Cancer‑associated adipocytes exhibit distinct phenotypes and facilitate tumor progression in pancreatic cancer.

Abstract

Adipocyte infiltration in pancreatic cancer (PC) has been demonstrated to be independently associated with PC risk and an active contributor to tumor progression. However, to date, little is known about these unique pancreatic tumor-surrounding adipocytes, or their response to cancer cells. The present study utilized an in vitro indirect coculture model in which the phenotypic changes of adipocytes following exposure to PC cells were directly observed. RNA-sequencing was performed on 3T3-L1 adipocytes cultured with or without Panc-1 cancer cells, and significant changes were identified at the transcriptional level. In terms of delipidation and the impaired function of glucose and lipid metabolism, coculture with tumor cells resulted in an altered metabolic phenotype in mature adipocytes. In co-cultured adipocytes, the appearance of fibroblast-like cells was observed, and the mesenchymal cell differentiation pathway was enriched following the integrated analysis into the transcriptome. In addition, reverse transcription-quantitative PCR analyses of co-cultured adipocytes revealed a loss in gene expression of mature adipocyte markers, and a gain in gene expression of fibroblast-specific markers.
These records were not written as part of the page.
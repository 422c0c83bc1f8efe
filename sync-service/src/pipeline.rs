//! Submission pipeline.
//!
//! One state machine per confirmed reading: validate, compute charges,
//! then either call the remote `generate_bill` procedure or fall back
//! to the durable offline queue. Any remote failure demotes the
//! submission to the queue; a confirmed reading is never discarded.

use reader_client::billing;
use reader_client::db::queue;
use reader_client::domain::{BillPayload, BillingRecord, Customer, Receipt, SystemSettings};
use reader_client::zones;

use crate::client::ReaderClient;
use crate::error::ClientError;
use crate::notify::NoticeKind;

/// What became of one submission attempt.
#[derive(Debug, Clone)]
pub enum SubmissionOutcome {
    /// The server accepted the bill.
    Accepted { bill_id: i64, receipt: Receipt },
    /// The bill is queued locally and will be reconciled by the next
    /// sync run.
    QueuedOffline { local_id: i64, receipt: Receipt },
}

impl SubmissionOutcome {
    pub fn receipt(&self) -> &Receipt {
        match self {
            SubmissionOutcome::Accepted { receipt, .. } => receipt,
            SubmissionOutcome::QueuedOffline { receipt, .. } => receipt,
        }
    }
}

impl ReaderClient {
    /// Submit a confirmed meter reading for one customer.
    ///
    /// Validation failures reject the input with no state change.
    /// Whether a same-day reading already exists is a UI-level guard,
    /// not checked here.
    pub async fn submit_reading(
        &self,
        customer_id: i64,
        previous_reading: f64,
        has_discount: bool,
        arrears: f64,
        entered_value: f64,
    ) -> Result<SubmissionOutcome, ClientError> {
        if !entered_value.is_finite() {
            return Err(ClientError::Validation("reading is not a number".to_string()));
        }
        if entered_value < previous_reading {
            return Err(ClientError::Validation(format!(
                "reading {entered_value} is below the previous reading {previous_reading}"
            )));
        }

        let now = self.now();
        let today = now.date();

        let (settings, reader_name, route_customer, route_zones) = {
            let session = self.session.lock().await;
            let s = session.as_ref().ok_or(ClientError::NoSession)?;
            let customer = s.open_route.as_ref().and_then(|r| {
                r.customers.iter().find(|c| c.id == customer_id).cloned()
            });
            let zones = s
                .open_route
                .as_ref()
                .map(|r| r.zones.clone())
                .unwrap_or_default();
            (s.settings.clone(), s.profile.full_name(), customer, zones)
        };

        let consumption = entered_value - previous_reading;
        let charges = billing::compute_charges(consumption, has_discount, &settings);
        let total_due = charges.total + arrears;
        let due = billing::due_date(today, &settings);

        let payload = BillPayload {
            customer_id,
            current_reading: entered_value,
            previous_reading,
            period_date: today,
            amount: total_due,
            consumption,
            due_date: due,
            base_charge: charges.base,
            consumption_charge: charges.consumption_charge,
            penalty: 0.0,
            tax: 0.0,
            arrears,
        };

        if !self.connectivity.is_online().await {
            tracing::info!(customer_id, "offline, queueing submission");
            return self
                .enqueue(payload, route_customer.as_ref(), &route_zones, &reader_name, &settings)
                .await;
        }

        match self.remote.generate_bill(&payload).await {
            Ok(bill_id) => {
                tracing::info!(customer_id, bill_id, "bill accepted by server");
                metrics::counter!("readings_submitted_total").increment(1);

                self.record_accepted_billing(&payload, bill_id).await;

                let receipt = build_receipt(
                    Receipt::confirmed_number(today.year(), bill_id),
                    route_customer.as_ref(),
                    &route_zones,
                    &payload,
                    &reader_name,
                    &settings,
                );
                self.notifier.notice(NoticeKind::Success, "Reading synced");
                self.notifier.dashboard_invalidated();
                Ok(SubmissionOutcome::Accepted { bill_id, receipt })
            }
            Err(e) => {
                tracing::warn!(customer_id, error = %e, "remote submission failed, queueing");
                self.notifier
                    .notice(NoticeKind::Warning, "Sync failed - reading saved offline");
                self.enqueue(payload, route_customer.as_ref(), &route_zones, &reader_name, &settings)
                    .await
            }
        }
    }

    /// Optimistically fold the accepted bill into the open route's
    /// in-memory customer history, replacing any same-day entry.
    async fn record_accepted_billing(&self, payload: &BillPayload, bill_id: i64) {
        let mut session = self.session.lock().await;
        let Some(route) = session.as_mut().and_then(|s| s.open_route.as_mut()) else {
            return;
        };
        if let Some(customer) = route.customers.iter_mut().find(|c| c.id == payload.customer_id) {
            customer.apply_billing(BillingRecord {
                id: Some(bill_id),
                reading_date: payload.period_date,
                current_reading: payload.current_reading,
                consumption: payload.consumption,
                balance: payload.amount,
                due_date: Some(payload.due_date),
            });
        }
    }

    async fn enqueue(
        &self,
        payload: BillPayload,
        customer: Option<&Customer>,
        route_zones: &[String],
        reader_name: &str,
        settings: &SystemSettings,
    ) -> Result<SubmissionOutcome, ClientError> {
        let local_id = match queue::insert(&self.store, &payload).await {
            Ok(id) => id,
            Err(e) => {
                // No fallback exists below the durable store.
                self.notifier
                    .notice(NoticeKind::Error, "Local storage failure");
                return Err(ClientError::Storage(e));
            }
        };

        metrics::counter!("readings_queued_total").increment(1);
        tracing::info!(local_id, customer_id = payload.customer_id, "submission queued");

        self.publish_pending_count().await?;

        let epoch_millis = self.now().unix_timestamp_nanos() / 1_000_000;
        let receipt = build_receipt(
            Receipt::offline_number(epoch_millis),
            customer,
            route_zones,
            &payload,
            reader_name,
            settings,
        );
        self.notifier.notice(NoticeKind::Info, "Reading saved offline");
        self.notifier.dashboard_invalidated();
        Ok(SubmissionOutcome::QueuedOffline { local_id, receipt })
    }
}

fn build_receipt(
    receipt_no: String,
    customer: Option<&Customer>,
    route_zones: &[String],
    payload: &BillPayload,
    reader_name: &str,
    settings: &SystemSettings,
) -> Receipt {
    let (customer_name, zone, meter_number) = match customer {
        Some(c) => (
            c.full_name(),
            zones::extract_zone(&c.address, route_zones),
            c.meter_number.clone(),
        ),
        None => ("Customer".to_string(), "N/A".to_string(), "N/A".to_string()),
    };

    Receipt {
        receipt_no,
        customer_name,
        zone,
        meter_number,
        previous_reading: payload.previous_reading,
        current_reading: payload.current_reading,
        consumption: payload.consumption,
        charges: billing::Charges {
            base: payload.base_charge,
            consumption_charge: payload.consumption_charge,
            total: payload.amount - payload.arrears,
        },
        arrears: payload.arrears,
        total_due: payload.amount,
        // Projection only; the submitted payload always carries zero.
        penalty: billing::project_penalty(payload.amount, settings),
        penalty_percentage: settings.penalty_percentage,
        due_date: payload.due_date,
        reader_name: reader_name.to_string(),
    }
}

#[cfg(test)]
mod tests {
    use super::*;
    use std::sync::Arc;

    use time::macros::date;

    use reader_client::db::queue;

    use crate::notify::ClientEvent;
    use crate::remote::RemoteError;
    use crate::testing::{self, StubRemote};

    const ADDRESS: &str = "Purok 1, Poblacion, Initao";

    #[tokio::test]
    async fn offline_submission_lands_in_the_queue_with_a_receipt() {
        let (client, _) = testing::client(Arc::new(StubRemote::accepting()), false).await;
        testing::open_test_route(&client, vec![testing::customer(1, ADDRESS)]).await;
        let mut rx = client.subscribe();

        let outcome = client
            .submit_reading(1, 100.0, false, 0.0, 120.0)
            .await
            .unwrap();

        let SubmissionOutcome::QueuedOffline { receipt, .. } = outcome else {
            panic!("offline submission must queue");
        };
        assert!(receipt.receipt_no.starts_with("OFF-"));
        assert_eq!(receipt.zone, "Poblacion");
        // 20 m3: 150 base + 10*15 + 10*20 = 500, no arrears.
        assert_eq!(receipt.total_due, 500.0);
        assert_eq!(receipt.penalty, 50.0);
        assert_eq!(queue::count(&client.store).await.unwrap(), 1);
        assert!(matches!(rx.recv().await, Ok(ClientEvent::PendingCount(1))));
    }

    #[tokio::test]
    async fn accepted_submission_updates_the_route_history() {
        let remote = Arc::new(StubRemote::scripted(vec![Ok(881)]));
        let (client, _) = testing::client(remote, true).await;
        testing::open_test_route(&client, vec![testing::customer(1, ADDRESS)]).await;

        let outcome = client
            .submit_reading(1, 100.0, false, 0.0, 120.0)
            .await
            .unwrap();

        let SubmissionOutcome::Accepted { bill_id, receipt } = outcome else {
            panic!("online submission must be accepted");
        };
        assert_eq!(bill_id, 881);
        assert_eq!(receipt.receipt_no, "RCP-2024-881");

        let session = client.session.lock().await;
        let route = session.as_ref().unwrap().open_route.as_ref().unwrap();
        let c = &route.customers[0];
        assert_eq!(c.previous_reading, 120.0);
        assert!(c.recorded_on(date!(2024 - 08 - 14)));
        assert_eq!(queue::count(&client.store).await.unwrap(), 0);
    }

    #[tokio::test]
    async fn remote_failure_demotes_the_submission_to_the_queue() {
        let remote = Arc::new(StubRemote::scripted(vec![Err(RemoteError::transport(
            "connection reset",
        ))]));
        let (client, _) = testing::client(remote.clone(), true).await;
        testing::open_test_route(&client, vec![testing::customer(1, ADDRESS)]).await;

        let outcome = client
            .submit_reading(1, 100.0, false, 0.0, 120.0)
            .await
            .unwrap();

        assert!(matches!(outcome, SubmissionOutcome::QueuedOffline { .. }));
        assert_eq!(remote.calls(), 1);
        assert_eq!(queue::count(&client.store).await.unwrap(), 1);
    }

    #[tokio::test]
    async fn reading_below_previous_is_rejected_before_any_state_change() {
        let (client, _) = testing::client(Arc::new(StubRemote::accepting()), true).await;
        testing::open_test_route(&client, vec![testing::customer(1, ADDRESS)]).await;

        let err = client
            .submit_reading(1, 100.0, false, 0.0, 95.0)
            .await
            .unwrap_err();

        assert!(matches!(err, ClientError::Validation(_)));
        assert_eq!(queue::count(&client.store).await.unwrap(), 0);
    }

    #[tokio::test]
    async fn submission_without_a_session_is_rejected() {
        let (client, _) = testing::client(Arc::new(StubRemote::accepting()), true).await;

        let err = client
            .submit_reading(1, 100.0, false, 0.0, 120.0)
            .await
            .unwrap_err();

        assert!(matches!(err, ClientError::NoSession));
    }

    #[tokio::test]
    async fn arrears_ride_on_top_of_the_computed_charges() {
        let remote = Arc::new(StubRemote::scripted(vec![Ok(900)]));
        let (client, _) = testing::client(remote, true).await;
        testing::open_test_route(&client, vec![testing::customer(1, ADDRESS)]).await;

        let outcome = client
            .submit_reading(1, 100.0, false, 125.0, 125.0)
            .await
            .unwrap();

        // 25 m3 worked example: 625 net, plus 125 arrears.
        assert_eq!(outcome.receipt().total_due, 750.0);
        assert_eq!(outcome.receipt().charges.total, 625.0);
        assert_eq!(outcome.receipt().arrears, 125.0);
        assert_eq!(outcome.receipt().due_date, date!(2024 - 08 - 28));
    }
}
It was also confirmed that newly generated cancer-associated adipocytes could facilitate the invasive capacities of the tumor, and may contribute to PC stromal remodeling. The present study supports a novel concept that reprogramming of stromal adipocytes orchestrated by PC cells may generate cancer-associated adipocytes with activated phenotypes, which may ultimately drive pancreatic tumor progression.